TASK INSTRUCTIONS -
Spot each line in the records below where the word "FollowEdge" occurs, then copy it.

DATA UNDER STUDY -
——————
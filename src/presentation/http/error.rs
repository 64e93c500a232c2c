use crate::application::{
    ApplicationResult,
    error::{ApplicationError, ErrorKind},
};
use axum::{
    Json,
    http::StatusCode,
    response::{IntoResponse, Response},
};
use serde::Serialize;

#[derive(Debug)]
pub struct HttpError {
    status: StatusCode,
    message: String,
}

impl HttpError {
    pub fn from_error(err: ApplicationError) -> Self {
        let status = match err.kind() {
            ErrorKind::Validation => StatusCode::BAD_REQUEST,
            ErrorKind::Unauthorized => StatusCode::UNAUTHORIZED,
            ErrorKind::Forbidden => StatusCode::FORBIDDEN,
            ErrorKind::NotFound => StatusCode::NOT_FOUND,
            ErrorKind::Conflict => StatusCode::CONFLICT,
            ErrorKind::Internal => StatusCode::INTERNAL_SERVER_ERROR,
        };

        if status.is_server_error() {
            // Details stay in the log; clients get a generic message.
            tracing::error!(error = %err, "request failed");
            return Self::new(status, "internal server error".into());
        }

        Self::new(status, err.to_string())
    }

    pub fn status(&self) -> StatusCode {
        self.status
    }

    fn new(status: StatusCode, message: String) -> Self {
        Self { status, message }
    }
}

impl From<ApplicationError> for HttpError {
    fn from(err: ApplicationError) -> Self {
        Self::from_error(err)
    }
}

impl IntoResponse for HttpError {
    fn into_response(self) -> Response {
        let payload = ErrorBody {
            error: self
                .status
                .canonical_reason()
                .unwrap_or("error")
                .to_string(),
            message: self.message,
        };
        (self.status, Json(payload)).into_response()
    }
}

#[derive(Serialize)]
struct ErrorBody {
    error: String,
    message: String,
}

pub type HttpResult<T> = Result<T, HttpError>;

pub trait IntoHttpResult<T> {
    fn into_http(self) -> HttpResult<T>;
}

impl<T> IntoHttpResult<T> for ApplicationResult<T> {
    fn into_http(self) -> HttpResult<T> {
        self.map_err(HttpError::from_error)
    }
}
——————
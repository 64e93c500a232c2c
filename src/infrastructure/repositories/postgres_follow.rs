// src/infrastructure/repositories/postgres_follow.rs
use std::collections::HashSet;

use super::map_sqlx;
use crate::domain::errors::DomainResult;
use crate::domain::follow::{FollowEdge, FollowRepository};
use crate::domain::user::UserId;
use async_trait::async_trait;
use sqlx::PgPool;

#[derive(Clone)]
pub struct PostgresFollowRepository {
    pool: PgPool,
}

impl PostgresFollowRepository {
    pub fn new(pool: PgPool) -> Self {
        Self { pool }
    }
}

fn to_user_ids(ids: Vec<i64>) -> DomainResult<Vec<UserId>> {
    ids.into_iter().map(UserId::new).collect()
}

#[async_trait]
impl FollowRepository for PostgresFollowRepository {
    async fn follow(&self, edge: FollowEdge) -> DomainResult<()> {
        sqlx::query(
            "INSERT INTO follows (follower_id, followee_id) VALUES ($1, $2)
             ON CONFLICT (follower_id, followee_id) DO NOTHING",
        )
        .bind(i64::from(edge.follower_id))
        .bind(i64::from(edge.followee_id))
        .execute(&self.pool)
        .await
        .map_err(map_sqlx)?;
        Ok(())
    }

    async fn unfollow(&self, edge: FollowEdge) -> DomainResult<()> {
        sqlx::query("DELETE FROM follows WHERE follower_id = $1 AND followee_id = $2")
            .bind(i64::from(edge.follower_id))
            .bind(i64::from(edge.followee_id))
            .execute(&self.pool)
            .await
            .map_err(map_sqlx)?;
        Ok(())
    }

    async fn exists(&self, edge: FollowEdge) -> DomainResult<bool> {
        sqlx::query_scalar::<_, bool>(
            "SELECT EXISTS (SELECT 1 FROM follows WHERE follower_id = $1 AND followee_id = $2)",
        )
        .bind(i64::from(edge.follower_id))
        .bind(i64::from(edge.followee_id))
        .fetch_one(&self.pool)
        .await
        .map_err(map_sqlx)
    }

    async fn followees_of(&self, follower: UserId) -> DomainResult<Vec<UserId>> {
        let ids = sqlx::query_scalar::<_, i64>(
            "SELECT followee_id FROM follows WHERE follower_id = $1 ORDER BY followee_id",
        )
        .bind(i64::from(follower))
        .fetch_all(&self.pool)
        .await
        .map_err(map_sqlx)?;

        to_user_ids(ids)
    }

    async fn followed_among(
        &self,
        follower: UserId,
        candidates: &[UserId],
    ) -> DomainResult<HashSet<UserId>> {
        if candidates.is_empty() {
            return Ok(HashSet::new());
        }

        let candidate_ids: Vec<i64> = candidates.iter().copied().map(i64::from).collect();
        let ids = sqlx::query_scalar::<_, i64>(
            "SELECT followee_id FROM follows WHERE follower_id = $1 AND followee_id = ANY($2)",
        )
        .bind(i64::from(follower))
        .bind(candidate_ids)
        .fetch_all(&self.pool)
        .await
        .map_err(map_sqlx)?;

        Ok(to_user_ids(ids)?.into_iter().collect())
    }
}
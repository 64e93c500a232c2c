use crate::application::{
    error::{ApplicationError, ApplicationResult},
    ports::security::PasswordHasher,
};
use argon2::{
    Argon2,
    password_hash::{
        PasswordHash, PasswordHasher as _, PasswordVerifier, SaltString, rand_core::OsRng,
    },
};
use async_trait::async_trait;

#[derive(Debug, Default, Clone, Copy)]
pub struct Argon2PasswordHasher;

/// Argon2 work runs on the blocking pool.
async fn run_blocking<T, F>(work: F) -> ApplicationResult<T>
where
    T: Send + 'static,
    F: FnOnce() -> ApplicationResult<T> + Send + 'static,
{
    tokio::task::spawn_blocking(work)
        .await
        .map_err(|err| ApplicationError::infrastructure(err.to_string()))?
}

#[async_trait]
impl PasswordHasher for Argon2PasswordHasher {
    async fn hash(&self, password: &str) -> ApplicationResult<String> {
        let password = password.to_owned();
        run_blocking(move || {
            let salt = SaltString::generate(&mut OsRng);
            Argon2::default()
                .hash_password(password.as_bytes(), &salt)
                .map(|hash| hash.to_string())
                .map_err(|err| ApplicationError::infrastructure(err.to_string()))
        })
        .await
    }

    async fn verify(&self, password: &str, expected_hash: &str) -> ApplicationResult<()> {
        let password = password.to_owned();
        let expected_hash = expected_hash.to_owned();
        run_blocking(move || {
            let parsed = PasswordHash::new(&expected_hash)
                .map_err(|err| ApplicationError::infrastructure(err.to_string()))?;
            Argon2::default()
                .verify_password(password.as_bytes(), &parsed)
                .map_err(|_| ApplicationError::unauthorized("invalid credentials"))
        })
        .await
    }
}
——————
EXERCISE RESULT -
use crate::domain::follow::{FollowEdge, FollowRepository};
    async fn follow(&self, edge: FollowEdge) -> DomainResult<()> {
    async fn unfollow(&self, edge: FollowEdge) -> DomainResult<()> {
    async fn exists(&self, edge: FollowEdge) -> DomainResult<bool> {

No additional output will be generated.